Por fin, como último episodio, llegó su penalti. “Yo no había tirado nunca y no sabía cómo podía salir aquello. Me fui muy convencido para la pelota, le pegué a mi derecha y entró”. Desde ese momento, Esnaola se supo triunfador. Había pasado el peor trago, y por eso, incluso entendió la soledad mortal de los porteros cuando le detuvo su castigo a Iríbar. Se dijo para sus adentros “hay que ver si me hubiera ocurrido a mí”, y de pronto se vio en hombros, con la medalla de la Virgen del Rocío en el cuello y envuelto en una vorágine que tuvo continuación en el aeropuerto, “donde me dio palmadas en la espalda toda Sevilla”.
El era el triunfador y ese fue el peso de la púrpura. Fue el máximo símbolo de la Copa Grande, y “uno de los culpables, como todos” del descenso que siguió a aquello. Un descenso que presagió en el Vicente Calderón, tras el empate a uno, apenas comenzar la Liga, porque “teníamos una plantilla muy corta, demasiado justa…aquello se hizo mal”. Tan mal que no se consolidó la mejor estructura de equipo que tuvo el Betis contemporáneo. Tan mal que el ascenso costó sangre, sudor y lágrimas, y tan mal como que se perdió una oportunidad dorada.

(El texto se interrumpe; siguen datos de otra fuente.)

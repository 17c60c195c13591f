//! Canonical name derivation: legacy class name → namespaced identity.
//!
//! The legacy convention packs everything into the class name
//! (`ExampleModelFoobar`) and the file location (`admin/models/foobar.php`).
//! Derivation unpacks both into a canonical fully qualified name
//! (`Acme\Example\Administrator\Model\FoobarModel`).
//!
//! Every rule here is a pure function over its inputs; identical inputs
//! always yield identical output, and "no rewrite" is expressed as `None`.

use crate::path_classifier;
use nsm_foundation::model::{ApplicationSide, CanonicalIdentity, LegacyPrefixRule};

/// The straightforward legacy suffixes, tried in this order
const LEGACY_SUFFIXES: [&str; 4] = ["Controller", "Model", "Table", "Helper"];

/// The naming families the engine recognizes, dispatched through a single
/// derivation table instead of a rule-class hierarchy.
///
/// The path gate is a property of the family: marker families only apply to
/// files under their conventional folder, everything else applies anywhere.
#[derive(Debug, Clone, Copy, PartialEq, Eq, Hash)]
pub enum NamingFamily {
    Controller,
    Model,
    Table,
    Helper,
    View,
    HtmlHelper,
    FormRule,
    FormField,
}

impl NamingFamily {
    pub const ALL: [NamingFamily; 8] = [
        NamingFamily::Controller,
        NamingFamily::Model,
        NamingFamily::Table,
        NamingFamily::Helper,
        NamingFamily::View,
        NamingFamily::HtmlHelper,
        NamingFamily::FormRule,
        NamingFamily::FormField,
    ];

    /// Does `name` belong to this family under the given component prefix?
    pub fn matches(&self, name: &str, prefix: &str) -> bool {
        match self {
            Self::Controller => starts_with_joined(name, prefix, "Controller"),
            Self::Model => starts_with_joined(name, prefix, "Model"),
            Self::Table => starts_with_joined(name, prefix, "Table"),
            Self::Helper => {
                starts_with_joined(name, prefix, "Helper")
                    || (name.starts_with(prefix)
                        && name.len() > prefix.len()
                        && name.ends_with("Helper"))
            }
            Self::View => starts_with_joined(name, prefix, "View"),
            Self::HtmlHelper => name
                .get(..5)
                .is_some_and(|head| head.eq_ignore_ascii_case("jhtml")),
            Self::FormRule => name.starts_with("JFormRule"),
            Self::FormField => name.starts_with("JFormField"),
        }
    }

    /// Is this family applicable to a file at `path`?
    ///
    /// Marker families are bound to their conventional folder: HTML helpers
    /// live immediately under `helpers/html`, form rules under
    /// `models/rules`, form fields under `models/fields`.
    pub fn path_gate(&self, path: &str) -> bool {
        let normalized = path.replace('\\', "/");
        match self {
            Self::HtmlHelper => {
                let bits: Vec<&str> = normalized.split('/').collect();
                bits.len() >= 3 && bits[bits.len() - 3..bits.len() - 1] == ["helpers", "html"]
            }
            Self::FormRule => normalized.contains("/models/rules/"),
            Self::FormField => normalized.contains("/models/fields/"),
            _ => true,
        }
    }

    /// Derive the canonical identity for a name of this family.
    pub fn derive(
        &self,
        legacy_name: &str,
        rule: &LegacyPrefixRule,
        side: ApplicationSide,
        file_path: &str,
        first_pass: bool,
    ) -> Option<CanonicalIdentity> {
        match self {
            Self::Controller | Self::Model | Self::Table | Self::Helper | Self::View => {
                derive_canonical_name(legacy_name, rule, side, file_path, first_pass)
            }
            // The working prefix of the marker families comes from the name
            // itself (`JHtml`, `JForm`), not from the configured component
            // prefix.
            Self::HtmlHelper => derive_canonical_name(legacy_name, rule, side, file_path, first_pass),
            Self::FormRule => derive_marker_suffix(legacy_name, rule, side, "Rule"),
            Self::FormField => derive_marker_suffix(legacy_name, rule, side, "Field"),
        }
    }
}

/// Convert a legacy class name to its canonical namespaced identity.
///
/// `None` means "leave unchanged": the name matches no recognized pattern,
/// is excluded by the rule, or is an exact base-class name that only gets a
/// canonical leaf on the first pass over an unnamespaced file.
///
/// Precedence:
/// 1. exact `<prefix><suffix>` names (`ExampleController` becomes the
///    display controller, `ExampleHelper` doubles the prefix; `Model` and
///    `Table` stay put)
/// 2. the case-insensitive `JHTML` prefix, rewritten under `Service\Html`
/// 3. the generic suffix rule (`ExampleModelFoobar` → `FoobarModel`),
///    with the trailing-`Helper` transposition
/// 4. the view rule, deriving the leaf from the `view.<layout>.php` file name
pub fn derive_canonical_name(
    legacy_name: &str,
    rule: &LegacyPrefixRule,
    side: ApplicationSide,
    file_path: &str,
    first_pass: bool,
) -> Option<CanonicalIdentity> {
    if legacy_name.is_empty() || rule.is_excluded(legacy_name) {
        return None;
    }

    let prefix = rule.prefix.as_str();
    let mut working = legacy_name.to_string();

    // Exact base-class names: substitute the canonical leaf before the
    // generic rule below. A file that already carries a namespace has been
    // refactored; leave its base classes alone.
    for suffix in LEGACY_SUFFIXES {
        let full_legacy_prefix = format!("{prefix}{suffix}");
        if working != full_legacy_prefix {
            continue;
        }
        match suffix {
            "Model" | "Table" => return None,
            _ if !first_pass => return None,
            "Controller" => working = format!("{full_legacy_prefix}Display"),
            _ => working = format!("{full_legacy_prefix}{prefix}"),
        }
        break;
    }

    // Special case: the JHTML prefix, in any capitalization.
    if working
        .get(..5)
        .is_some_and(|head| head.eq_ignore_ascii_case("jhtml"))
    {
        let leaf = capitalize(&working[5..].to_lowercase());
        let mut namespace = namespace_segments(&rule.target_namespace, side);
        namespace.push("Service".to_string());
        namespace.push("Html".to_string());
        return CanonicalIdentity::new(namespace, leaf);
    }

    for suffix in LEGACY_SUFFIXES {
        let full_legacy_prefix = format!("{prefix}{suffix}");
        let mut candidate = working.clone();

        // Regular helper classes are named ExampleSomethingHelper; transpose
        // to ExampleHelperSomething so the generic rule applies.
        if suffix == "Helper"
            && !candidate.starts_with(&full_legacy_prefix)
            && candidate.starts_with(prefix)
            && candidate.ends_with("Helper")
        {
            let plain = &candidate[prefix.len()..candidate.len() - "Helper".len()];
            candidate = format!("{full_legacy_prefix}{plain}");
        }

        let Some(remainder) = candidate.strip_prefix(&full_legacy_prefix) else {
            continue;
        };

        // ExampleModelFoobar => FoobarModel
        let leaf = format!("{}{suffix}", capitalize(&remainder.to_lowercase()));
        let mut namespace = namespace_segments(&rule.target_namespace, side);
        namespace.push(suffix.to_string());
        return CanonicalIdentity::new(namespace, leaf);
    }

    // View classes: the leaf comes from the file name, the class-name
    // remainder becomes an intermediate namespace segment.
    let full_legacy_prefix = format!("{prefix}View");
    let remainder = working.strip_prefix(&full_legacy_prefix)?;

    let file_name = normalized_file_name(file_path);
    // view.html.php => HtmlView
    let leaf = format!(
        "{}View",
        capitalize(&file_name.replace("view.", "").replace(".php", "").to_lowercase())
    );

    let mut namespace = namespace_segments(&rule.target_namespace, side);
    namespace.push("View".to_string());
    let middle = capitalize(&remainder.to_lowercase());
    if !middle.is_empty() {
        namespace.push(middle);
    }
    CanonicalIdentity::new(namespace, leaf)
}

/// Generic-suffix derivation for the `JForm` marker families.
///
/// `JFormRuleExample` → `<ns>\<side>\Rule\ExampleRule`; the working prefix
/// is the first five characters of the name itself.
fn derive_marker_suffix(
    legacy_name: &str,
    rule: &LegacyPrefixRule,
    side: ApplicationSide,
    segment: &str,
) -> Option<CanonicalIdentity> {
    if legacy_name.is_empty() || rule.is_excluded(legacy_name) {
        return None;
    }

    let marker = legacy_name.get(..5)?;
    let full_legacy_prefix = format!("{marker}{segment}");
    let remainder = legacy_name.strip_prefix(&full_legacy_prefix)?;

    let leaf = format!("{}{segment}", capitalize(&remainder.to_lowercase()));
    let mut namespace = namespace_segments(&rule.target_namespace, side);
    namespace.push(segment.to_string());
    CanonicalIdentity::new(namespace, leaf)
}

fn starts_with_joined(name: &str, prefix: &str, suffix: &str) -> bool {
    name.len() >= prefix.len() + suffix.len()
        && name.starts_with(prefix)
        && name[prefix.len()..].starts_with(suffix)
}

fn namespace_segments(target_namespace: &str, side: ApplicationSide) -> Vec<String> {
    let mut segments: Vec<String> = target_namespace
        .trim_matches('\\')
        .split('\\')
        .filter(|segment| !segment.is_empty())
        .map(String::from)
        .collect();
    segments.push(side.label().to_string());
    segments
}

fn normalized_file_name(path: &str) -> String {
    let normalized = path.replace('\\', "/");
    normalized
        .rsplit('/')
        .next()
        .unwrap_or(&normalized)
        .to_string()
}

fn capitalize(text: &str) -> String {
    let mut chars = text.chars();
    match chars.next() {
        Some(first) => first.to_uppercase().collect::<String>() + chars.as_str(),
        None => String::new(),
    }
}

Pero en aquello, en todo aquello, a las duras y a las maduras, estuvo siempre el Portero con mayúsculas del Betis, el que conoció toda una generación de béticos, el que sigue presente en la conciencia colectiva de la afición. Un vasco que se fue del fútbol con treinta y nueve años. Como si el tiempo hubiera respetado su categoría.